The Hyderabad based vaccine manufacturer, Bharat Biotech has begun the first phase of clinical trials of the intranasal Covid-19 vaccine which is being developed in collaboration with the Washington University School of Medicine.

The Phase 1 human clinical trials of Bharat Biotech’s intranasal Covid-19 vaccine, codenamed BBV154, have commenced at some of the selected sites that include Hyderabad and Nagpur.

The trials of the chimpanzee adenovirus vectored vaccine candidate, being developed in collaboration with the Washington University School of Medicine at St Louis (WashU), are to be conducted on 175 healthy volunteers aged between 18-60 years at four sites – Hyderabad, Nagpur, Patna and Chennai.

Post the screening of volunteers, the administration of the vaccine doses has begun, said sources at Hyderabad’s St Theresa’s Hospital, one of the trial sites.

“We began screening on Monday and started dosing volunteers from Wednesday. We have already administered the vaccine to about 10 volunteers,” a source at the hospital said.

Apart from the Hyderabad hospital, the Gillurkar Multispecialty hospital at Nagpur, All India Institute of Medical Sciences (AIIMS) at Patna and the Apollo Specialty Hospital at Chennai will be conducting the vaccine trials, as per the CTRI (Clinical Trials Registry-India) website.

While the institutional ethics committees of the Hyderabad, Nagpur and Patna hospitals have already approved the trials, the Chennai hospital is still awaiting the ethics committee nod.

As part of the randomized, double-blinded trial to evaluate the reactogenicity, safety and immunogenicity of the vaccine candidate, the volunteers will be divided into three groups.

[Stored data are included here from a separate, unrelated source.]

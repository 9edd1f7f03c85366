//! Typed gateway config objects
//!
//! Handlers are polymorphic on the wire (an object with a `handler` kind
//! string). They are modelled as a sum type and only converted to and from
//! untyped JSON at the serde boundary.

use serde::{Deserialize, Serialize};
use serde_json::Value;
use std::collections::BTreeMap;

pub const REVERSE_PROXY: &str = "reverse_proxy";
pub const SUBROUTE: &str = "subroute";

fn is_false(value: &bool) -> bool {
    !*value
}

/// A listener plus its ordered routes, as written by this crate
#[derive(Debug, Clone, PartialEq, Default, Serialize, Deserialize)]
pub struct GatewayServer {
    #[serde(default, skip_serializing_if = "Vec::is_empty")]
    pub listen: Vec<String>,
    #[serde(default)]
    pub routes: Vec<GatewayRoute>,
}

/// A server as read back from the gateway
///
/// Routes stay untyped so one unparseable route does not poison the listing.
#[derive(Debug, Clone, PartialEq, Default, Deserialize)]
#[serde(default)]
pub struct RawServer {
    pub listen: Vec<String>,
    pub routes: Vec<Value>,
}

#[derive(Debug, Clone, PartialEq, Default, Serialize, Deserialize)]
pub struct GatewayRoute {
    #[serde(rename = "@id", default, skip_serializing_if = "String::is_empty")]
    pub id: String,
    #[serde(rename = "match", default, skip_serializing_if = "Vec::is_empty")]
    pub matchers: Vec<MatcherSet>,
    #[serde(default)]
    pub handle: Vec<Handler>,
    #[serde(default, skip_serializing_if = "String::is_empty")]
    pub group: String,
    #[serde(default, skip_serializing_if = "is_false")]
    pub terminal: bool,
}

/// All matchers in a set must match
#[derive(Debug, Clone, PartialEq, Default, Serialize, Deserialize)]
#[serde(default)]
pub struct MatcherSet {
    #[serde(skip_serializing_if = "Vec::is_empty")]
    pub host: Vec<String>,
    #[serde(skip_serializing_if = "Vec::is_empty")]
    pub path: Vec<String>,
}

#[derive(Debug, Clone, PartialEq, Serialize, Deserialize)]
#[serde(try_from = "Value", into = "Value")]
pub enum Handler {
    ReverseProxy(ReverseProxyHandler),
    Subroute(SubrouteHandler),
    /// A handler kind this crate does not manage, kept verbatim
    Other(Value),
}

impl Handler {
    pub fn kind(&self) -> &str {
        match self {
            Handler::ReverseProxy(_) => REVERSE_PROXY,
            Handler::Subroute(_) => SUBROUTE,
            Handler::Other(value) => value
                .get("handler")
                .and_then(Value::as_str)
                .unwrap_or_default(),
        }
    }
}

impl TryFrom<Value> for Handler {
    type Error = String;

    fn try_from(value: Value) -> Result<Self, Self::Error> {
        let kind = value
            .get("handler")
            .and_then(Value::as_str)
            .ok_or_else(|| "handler object has no \"handler\" kind".to_string())?;

        match kind {
            REVERSE_PROXY => serde_json::from_value(value)
                .map(Handler::ReverseProxy)
                .map_err(|e| format!("reverse_proxy handler: {}", e)),
            SUBROUTE => serde_json::from_value(value)
                .map(Handler::Subroute)
                .map_err(|e| format!("subroute handler: {}", e)),
            _ => Ok(Handler::Other(value)),
        }
    }
}

impl From<Handler> for Value {
    fn from(handler: Handler) -> Self {
        let (kind, mut value) = match handler {
            Handler::ReverseProxy(inner) => {
                (REVERSE_PROXY, serde_json::to_value(inner).unwrap_or_default())
            }
            Handler::Subroute(inner) => (SUBROUTE, serde_json::to_value(inner).unwrap_or_default()),
            Handler::Other(value) => return value,
        };
        if let Value::Object(map) = &mut value {
            map.insert("handler".to_string(), Value::String(kind.to_string()));
        }
        value
    }
}

#[derive(Debug, Clone, PartialEq, Default, Serialize, Deserialize)]
#[serde(default)]
pub struct ReverseProxyHandler {
    #[serde(rename = "@id", skip_serializing_if = "String::is_empty")]
    pub id: String,
    pub upstreams: Vec<Upstream>,
    #[serde(skip_serializing_if = "Option::is_none")]
    pub headers: Option<HeaderConfig>,
    #[serde(skip_serializing_if = "Vec::is_empty")]
    pub trusted_proxies: Vec<String>,
    #[serde(skip_serializing_if = "Option::is_none")]
    pub transport: Option<Transport>,
}

#[derive(Debug, Clone, PartialEq, Default, Serialize, Deserialize)]
#[serde(default)]
pub struct SubrouteHandler {
    pub routes: Vec<GatewayRoute>,
}

#[derive(Debug, Clone, PartialEq, Default, Serialize, Deserialize)]
#[serde(default)]
pub struct Upstream {
    pub dial: String,
}

#[derive(Debug, Clone, PartialEq, Default, Serialize, Deserialize)]
#[serde(default)]
pub struct HeaderConfig {
    #[serde(skip_serializing_if = "Option::is_none")]
    pub request: Option<HeaderOps>,
    #[serde(skip_serializing_if = "Option::is_none")]
    pub response: Option<HeaderOps>,
}

#[derive(Debug, Clone, PartialEq, Default, Serialize, Deserialize)]
#[serde(default)]
pub struct HeaderOps {
    #[serde(skip_serializing_if = "BTreeMap::is_empty")]
    pub set: BTreeMap<String, Vec<String>>,
    #[serde(skip_serializing_if = "BTreeMap::is_empty")]
    pub add: BTreeMap<String, Vec<String>>,
    #[serde(skip_serializing_if = "Vec::is_empty")]
    pub delete: Vec<String>,
}

/// Upstream transport; only the `http` protocol is produced here
#[derive(Debug, Clone, PartialEq, Default, Serialize, Deserialize)]
#[serde(default)]
pub struct Transport {
    pub protocol: String,
    #[serde(skip_serializing_if = "Option::is_none")]
    pub tls: Option<TransportTls>,
}

#[derive(Debug, Clone, PartialEq, Default, Serialize, Deserialize)]
#[serde(default)]
pub struct TransportTls {
    #[serde(skip_serializing_if = "Option::is_none")]
    pub ca: Option<CaSource>,
    /// Older configs list CA files directly on the TLS block
    #[serde(skip_serializing_if = "Vec::is_empty")]
    pub root_ca_pem_files: Vec<String>,
}

/// Where the transport loads trusted CA certificates from
#[derive(Debug, Clone, PartialEq, Default, Serialize, Deserialize)]
#[serde(default)]
pub struct CaSource {
    pub provider: String,
    pub pem_files: Vec<String>,
}

/// Health counters reported by `/reverse_proxy/upstreams`
#[derive(Debug, Clone, PartialEq, Eq, Default, Serialize, Deserialize)]
#[serde(default)]
pub struct UpstreamStatus {
    pub address: String,
    pub num_requests: i64,
    pub fails: i64,
}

In the first group, 70 volunteers will be administered a single dose of the vaccine followed by a placebo after 28 days.

In the second group 70 volunteers will be given two doses of the vaccine 28 days apart and in the third group 35 volunteers will get two doses of the placebo (a substance that has no therapeutic value).

The company will conduct an interim analysis on day 42 after the administration of the first dose to ascertain the vaccine’s immunogenicity and safety before submitting the data to the CDSCO (Central Drugs Standard Control Organization).

Bharat Biotech plans to produce 1 billion doses of the non-invasive, vaccine, which is being touted as a game-changer as it will not only be quicker but also easier to administer.